Mind Renewal in a Mindless Age, Part 1Romans 12:1-2Theme: The Christian mind.This week’s lessons teach us how Christians should think. LessonAnother thing the doctrine of revelation will mean for us is that we will not back down or compromise on moral issues. You know how it is, whenever you speak out against some particularly bad act. People are likely to attack you personally, saying things like, “You’d do the same thing if you were in her situation” or “Do you think you’re better than he is?” We must not be put off by such attacks. Our response should be something like this: “I wasn’t talking about what I would do if I were in her shoes. I’m a sinner too. I might have acted much worse. I would probably have failed sooner. I wasn’t talking about that. I was talking about what is right, and I think that is what we need to talk about. None of us is ever going to do better than we are doing unless we talk about it and decide what’s right to do.”
Cheating, because everybody else does it?
Promiscuity, because that is the modern way of life and it is nobody’s business but our own?

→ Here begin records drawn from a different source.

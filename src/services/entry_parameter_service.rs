use anyhow::{Result, anyhow};
use sea_orm::{ActiveModelTrait, ConnectionTrait, EntityTrait, QueryOrder, Set};
use serde::{Deserialize, Serialize};
use utoipa::ToSchema;

use crate::entities::{entry_parameters, prelude::*};

/// A code/label pair, the shape select boxes are filled from.
#[derive(Debug, Clone, PartialEq, Eq, Serialize, Deserialize, ToSchema)]
pub struct ReferenceItem {
    pub code: String,
    pub name: String,
}

impl From<entry_parameters::Model> for ReferenceItem {
    fn from(model: entry_parameters::Model) -> Self {
        Self {
            code: model.parameter_key,
            name: model.parameter_value,
        }
    }
}

/// Plugin-wide default parameters for entries.
pub struct EntryParameterService;

impl EntryParameterService {
    pub async fn find_all(db: &impl ConnectionTrait) -> Result<Vec<ReferenceItem>> {
        let params = EntryParameters::find()
            .order_by_asc(entry_parameters::Column::ParameterKey)
            .all(db)
            .await?;
        Ok(params.into_iter().map(ReferenceItem::from).collect())
    }

    pub async fn find_by_key(db: &impl ConnectionTrait, key: &str) -> Result<Option<ReferenceItem>> {
        let param = EntryParameters::find_by_id(key.to_string()).one(db).await?;
        Ok(param.map(ReferenceItem::from))
    }

    /// Changes the value of an existing parameter.
    pub async fn update(db: &impl ConnectionTrait, item: ReferenceItem) -> Result<ReferenceItem> {
        let existing = EntryParameters::find_by_id(item.code.clone())
            .one(db)
            .await?
            .ok_or_else(|| anyhow!("Unknown entry parameter: {}", item.code))?;

        let mut active: entry_parameters::ActiveModel = existing.into();
        active.parameter_value = Set(item.name);
        let updated = active.update(db).await?;

        tracing::info!(
            "Entry parameter '{}' set to '{}'",
            updated.parameter_key,
            updated.parameter_value
        );
        Ok(updated.into())
    }
}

Abortion, because the law allows it?
Divorce, because it seems the better option?
“What the secular mind is ill-equipped to grasp is that the Christian faith leaves Christians with no choice at all on many matters of this kind,” writes Blamires.1 We are people under God’s authority, and that authority is expressed for us in the Bible. If there is a God and if he has made us to have eternal fellowship with him, then we are going to look at failure, suffering, pain, and even death differently. For the Christian these can never be the greatest of all tragedies. They are bad. Death is an enemy (1 Cor. 15:26). But they are overbalanced by eternal matters.
Second, success and pleasure will not be the greatest of all goods for us. They are good, but they will never compare with salvation from sin or knowing God. Jesus said it clearly: “What good will it be for a man if he gains the whole world, yet forfeits his soul?” (Matt. 16:26). Or, from the other side, “Do not be afraid of those who kill the body but cannot kill the soul. Rather, be afraid of the One who can destroy both soul and body in hell” (Matt. 10:28).
That leads to a Christian response to materialism. There are two kinds of materialism: a philosophical materialism like that of doctrinaire communism and a practical materialism which is most characteristic of the West. We have been raised with a false kind of syllogism which says that, because we are not Communists and Communists are materialists, therefore we are not materialists. But that does not necessarily follow. Most of us embrace a practical materialism, which warps our souls, stunts our spiritual growth, and hinders the advance of the gospel in our time.
1 Blamires, The Christian Mind, p. 141.
Study Questions
Why is the truthfulness of the Bible essential for Christianity?
Give examples of both philosophical materialism and practical materialism.